Noncritical arrhythmias

Noncritical arrhythmias included premature atrial complexes and premature ventricular complexes, second-degree AV block, pauses of 2.0–3.5 s, VT episodes <10 s, idioventricular/accelerated idioventricular rhythms, SVT episodes ≤30 s and ectopic atrial rhythm. Results for these rhythm classes are reported in Table 2. The AI model had superior sensitivity for all noncritical arrhythmias and a superior F1 score for pauses and idioventricular/accelerated idioventricular rhythms but lower specificity for all noncritical arrhythmias except SVT episodes <30 s and ectopic atrial rhythms.

Table 2 Performance of DeepRhythmAI and ECG technicians compared to the consensus panel of cardiologists for noncritical arrhythmias

Discussion

This large, carefully adjudicated analysis demonstrates that the DeepRhythmAI model could safely replace technician interpretation of ambulatory ECG recordings, with an impressive sensitivity for critical arrhythmias and a modest increase of false-positive detections. The DeepRhythmAI model had a negative predictive value for critical arrhythmias that exceeded 99.9% and, compared to technicians, resulted in 17 times fewer patients with a missed diagnosis of a critical arrhythmia. This was at a cost of 2.4 times more false-positive detections, which for critical arrhythmias occurred once every 6 recordings for AI and once every 14 recordings for technicians. Considering that the DeepRhythmAI model performance exceeds the benchmarks of 99% negative predictive value and 70% positive predictive value that guidelines have recommended for accepting a single high-sensitive troponin to rule out major adverse cardiovascular events32,33,34,35,36, we consider DeepRhythmAI model-only analysis to be safe for the analysis of ambulatory ECG data.

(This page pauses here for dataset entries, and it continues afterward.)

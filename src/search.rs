//! Search client over a Solr collection.
//!
//! [`SearchClient`] owns a long-lived blocking HTTP client and exposes five
//! stateless operations: [`search`](SearchClient::search),
//! [`get_by_id`](SearchClient::get_by_id),
//! [`more_like_this`](SearchClient::more_like_this),
//! [`facet_values`](SearchClient::facet_values) and
//! [`stats`](SearchClient::stats).
//!
//! No operation returns an error. Transport failures, HTTP error statuses and
//! malformed bodies are logged and folded into a structurally valid result
//! with an `error` field (or an empty value where the operation has no
//! result envelope).
//!
//! The `run_*` functions at the bottom are the CLI entry points.

use anyhow::Result;
use serde::Serialize;
use std::collections::BTreeMap;
use std::time::Duration;
use tracing::{debug, warn};

use crate::config::{BackendConfig, Config};
use crate::error::BackendError;
use crate::models::Doc;
use crate::query::{self, FilterValue, Params, SearchRequest};
use crate::solr::{self, ErrorBody, FacetCount, Highlighting, SelectResponse};

/// Uniform search result. Always structurally valid, even on failure.
#[derive(Debug, Clone, Serialize)]
pub struct SearchResult {
    pub docs: Vec<Doc>,
    pub num_found: u64,
    pub start: usize,
    pub rows: usize,
    pub query: String,
    pub filters: BTreeMap<String, FilterValue>,
    pub facets: BTreeMap<String, Vec<FacetCount>>,
    pub highlighting: Highlighting,
    #[serde(skip_serializing_if = "Option::is_none")]
    pub error: Option<String>,
}

impl SearchResult {
    fn failed(req: &SearchRequest, error: &BackendError) -> Self {
        Self {
            docs: Vec::new(),
            num_found: 0,
            start: 0,
            rows: req.rows,
            query: req.query.clone(),
            filters: req.filters.clone(),
            facets: BTreeMap::new(),
            highlighting: BTreeMap::new(),
            error: Some(error.to_string()),
        }
    }
}

#[derive(Debug, Clone, Serialize)]
pub struct SimilarResult {
    pub docs: Vec<Doc>,
    pub num_found: usize,
    pub source_id: String,
    #[serde(skip_serializing_if = "Option::is_none")]
    pub error: Option<String>,
}

#[derive(Debug, Clone, Serialize)]
pub struct StatsResult {
    pub total_docs: u64,
    /// `ok` or `error`.
    pub status: String,
    #[serde(skip_serializing_if = "Option::is_none")]
    pub error: Option<String>,
}

pub struct SearchClient {
    http: reqwest::blocking::Client,
    select_url: String,
}

impl SearchClient {
    pub fn new(config: &BackendConfig) -> Result<Self> {
        let http = reqwest::blocking::Client::builder()
            .timeout(Duration::from_secs(config.timeout_secs))
            .build()?;
        Ok(Self {
            http,
            select_url: format!("{}/select", config.url.trim_end_matches('/')),
        })
    }

    /// One `/select` round trip, classified into [`BackendError`].
    fn select(&self, params: &Params) -> Result<SelectResponse, BackendError> {
        debug!(url = %self.select_url, ?params, "solr select");
        let resp = self.http.get(&self.select_url).query(params).send()?;
        let status = resp.status();
        let body = resp.text()?;

        if !status.is_success() {
            let message = serde_json::from_str::<ErrorBody>(&body)
                .ok()
                .and_then(|b| b.error.msg)
                .unwrap_or_else(|| status.canonical_reason().unwrap_or("unknown").to_string());
            return Err(BackendError::Status {
                status: status.as_u16(),
                message,
            });
        }

        Ok(serde_json::from_str(&body)?)
    }

    pub fn search(&self, req: &SearchRequest) -> SearchResult {
        let params = query::compile_search(req);
        let resp = match self.select(&params) {
            Ok(r) => r,
            Err(e) => {
                warn!(error = %e, query = %req.query, "search failed");
                return SearchResult::failed(req, &e);
            }
        };

        let facets = if req.facets.is_empty() {
            BTreeMap::new()
        } else {
            solr::parse_facets(resp.facet_counts.as_ref())
        };
        let highlighting = if req.highlight {
            resp.highlighting
        } else {
            BTreeMap::new()
        };

        let mut docs = resp.response.docs;
        docs.truncate(req.rows);

        SearchResult {
            docs,
            num_found: resp.response.num_found,
            start: req.start,
            rows: req.rows,
            query: req.query.clone(),
            filters: req.filters.clone(),
            facets,
            highlighting,
            error: None,
        }
    }

    /// Documents similar to `doc_id`. Empty `fields` selects the default set.
    pub fn more_like_this(&self, doc_id: &str, fields: &[String], rows: usize) -> SimilarResult {
        let params = query::compile_more_like_this(doc_id, fields, rows);
        match self.select(&params) {
            Ok(resp) => {
                let mut docs = solr::parse_more_like_this(resp, doc_id);
                docs.truncate(rows);
                SimilarResult {
                    num_found: docs.len(),
                    docs,
                    source_id: doc_id.to_string(),
                    error: None,
                }
            }
            Err(e) => {
                warn!(error = %e, doc_id, "more-like-this failed");
                SimilarResult {
                    docs: Vec::new(),
                    num_found: 0,
                    source_id: doc_id.to_string(),
                    error: Some(e.to_string()),
                }
            }
        }
    }

    /// `None` when the document does not exist or the backend failed.
    pub fn get_by_id(&self, doc_id: &str) -> Option<Doc> {
        match self.select(&query::compile_get_by_id(doc_id)) {
            Ok(resp) => resp.response.docs.into_iter().next(),
            Err(e) => {
                warn!(error = %e, doc_id, "get by id failed");
                None
            }
        }
    }

    /// Distinct values of `field` across the collection, most frequent first.
    pub fn facet_values(&self, field: &str, limit: usize) -> Vec<FacetCount> {
        match self.select(&query::compile_facet_values(field, limit)) {
            Ok(resp) => solr::parse_facets(resp.facet_counts.as_ref())
                .remove(field)
                .unwrap_or_default(),
            Err(e) => {
                warn!(error = %e, field, "facet values failed");
                Vec::new()
            }
        }
    }

    pub fn stats(&self) -> StatsResult {
        match self.select(&query::compile_stats()) {
            Ok(resp) => StatsResult {
                total_docs: resp.response.num_found,
                status: "ok".to_string(),
                error: None,
            },
            Err(e) => StatsResult {
                total_docs: 0,
                status: "error".to_string(),
                error: Some(e.to_string()),
            },
        }
    }
}

// ============ CLI entry points ============

fn print_json<T: Serialize>(value: &T) -> Result<()> {
    println!("{}", serde_json::to_string_pretty(value)?);
    Ok(())
}

fn fail(error: &str) -> ! {
    eprintln!("Error: {}", error);
    std::process::exit(1);
}

fn str_field<'a>(doc: &'a Doc, name: &str) -> Option<&'a str> {
    doc.get(name).and_then(|v| v.as_str())
}

fn list_field(doc: &Doc, name: &str) -> String {
    doc.get(name)
        .and_then(|v| v.as_array())
        .map(|items| {
            items
                .iter()
                .filter_map(|i| i.as_str())
                .collect::<Vec<_>>()
                .join(", ")
        })
        .unwrap_or_default()
}

fn print_doc_line(i: usize, doc: &Doc) {
    let title = str_field(doc, "title").unwrap_or("(untitled)");
    let year = doc
        .get("year")
        .and_then(|v| v.as_i64())
        .map(|y| format!(" ({})", y))
        .unwrap_or_default();
    let rating = doc
        .get("rating")
        .and_then(|v| v.as_f64())
        .map(|r| format!("[{:.1}] ", r))
        .unwrap_or_default();
    println!("{}. {}{}{}", i + 1, rating, title, year);

    let genres = list_field(doc, "genres");
    if !genres.is_empty() {
        println!("    genres: {}", genres);
    }
    let directors = list_field(doc, "directors");
    if !directors.is_empty() {
        println!("    directors: {}", directors);
    }
    if let Some(id) = str_field(doc, "id") {
        println!("    id: {}", id);
    }
}

pub fn run_search(config: &Config, req: &SearchRequest, json: bool) -> Result<()> {
    let client = SearchClient::new(&config.backend)?;
    let result = client.search(req);

    if let Some(ref err) = result.error {
        fail(err);
    }
    if json {
        return print_json(&result);
    }

    if result.docs.is_empty() {
        println!("No results.");
        return Ok(());
    }

    println!(
        "{} results (showing {}-{})",
        result.num_found,
        result.start + 1,
        result.start + result.docs.len()
    );
    println!();

    for (i, doc) in result.docs.iter().enumerate() {
        print_doc_line(result.start + i, doc);
        if let Some(fields) = str_field(doc, "id").and_then(|id| result.highlighting.get(id)) {
            for (field, fragments) in fields {
                for fragment in fragments {
                    println!("    {}: \"{}\"", field, fragment.replace('\n', " ").trim());
                }
            }
        }
        println!();
    }

    for (field, buckets) in &result.facets {
        println!("facet {}:", field);
        for b in buckets {
            println!("  {:<32} {:>6}", b.value, b.count);
        }
        println!();
    }

    Ok(())
}

pub fn run_similar(
    config: &Config,
    doc_id: &str,
    fields: &[String],
    rows: usize,
    json: bool,
) -> Result<()> {
    let client = SearchClient::new(&config.backend)?;
    let result = client.more_like_this(doc_id, fields, rows);

    if let Some(ref err) = result.error {
        fail(err);
    }
    if json {
        return print_json(&result);
    }

    if result.docs.is_empty() {
        println!("No similar movies for {}.", doc_id);
        return Ok(());
    }

    println!("Similar to {}:", doc_id);
    println!();
    for (i, doc) in result.docs.iter().enumerate() {
        print_doc_line(i, doc);
        println!();
    }
    Ok(())
}

pub fn run_get(config: &Config, doc_id: &str) -> Result<()> {
    let client = SearchClient::new(&config.backend)?;
    match client.get_by_id(doc_id) {
        Some(doc) => print_json(&doc),
        None => fail(&format!("document not found: {}", doc_id)),
    }
}

pub fn run_facets(config: &Config, field: &str, limit: usize) -> Result<()> {
    let client = SearchClient::new(&config.backend)?;
    let buckets = client.facet_values(field, limit);

    if buckets.is_empty() {
        println!("No values for {}.", field);
        return Ok(());
    }

    println!("{:<32} {:>6}", field.to_uppercase(), "COUNT");
    for b in &buckets {
        println!("{:<32} {:>6}", b.value, b.count);
    }
    Ok(())
}

pub fn run_stats(config: &Config) -> Result<()> {
    let client = SearchClient::new(&config.backend)?;
    let stats = client.stats();

    println!("reelsearch: Collection Stats");
    println!("============================");
    println!();
    println!("  Backend:     {}", config.backend.url);
    println!("  Status:      {}", stats.status);
    println!("  Documents:   {}", stats.total_docs);

    if let Some(ref err) = stats.error {
        println!();
        fail(err);
    }
    Ok(())
}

The current study differs fundamentally from previous studies of AI for arrhythmia classification in that we evaluate the use of AI as the only reader for the majority of the health data, with physician confirmation only of AI model-selected episodes. This may be necessary for the management of the rising volume of ECG that will need to be accurately adjudicated without missing critical events. The sample size in terms of annotated strips in this study is 6–16 times larger than previous studies30,31, and the patient population negative predictive value, absolute false-positive and false-negative rates for AI-only analysis have never been reported before. These data are necessary to determine whether an AI can safely be used for direct-to-physician reporting and have not been shown in previous studies evaluating AI for arrhythmia diagnostics. Direct-to-physician reporting of ambulatory ECG results could unburden strained healthcare environments and result in an appropriate expansion of access, which should result in more equitable access to testing and subsequent care. We used a large, unselected clinical patient population to estimate how the use of the DeepRhythmAI model analysis instead of ECG technician analysis would affect the accurate detection and false-positive rates, using the beat-to-beat classification of a large and representative sample of arrhythmic events. Due to our sampling strategy, the measures of sensitivity that we report are not directly comparable to the sensitivity reported in selected rhythm strips in previous studies. We report as false negatives only patients in whom a diagnosis was missed for the full duration of the recording (that is, 14 ± 10 days of monitoring), arguably a more relevant evaluation metric. With this in mind, the AI model we evaluated had better sensitivity for all critical arrhythmias that were evaluated in both this study and a study assessing a deep neural network architecture for rhythm classification of single-lead ECGs31, a study evaluating a convolutional neural network for rhythm classification of 12-lead ECGs30 and a study comparing a deep neural network with physician over-reading of the full ECG to an electrophysiologist review of a traditional Holter system37. While the technician sensitivity in this study is low, this finding is in line with previous studies that show a low average accuracy in ECG interpretation for technicians38.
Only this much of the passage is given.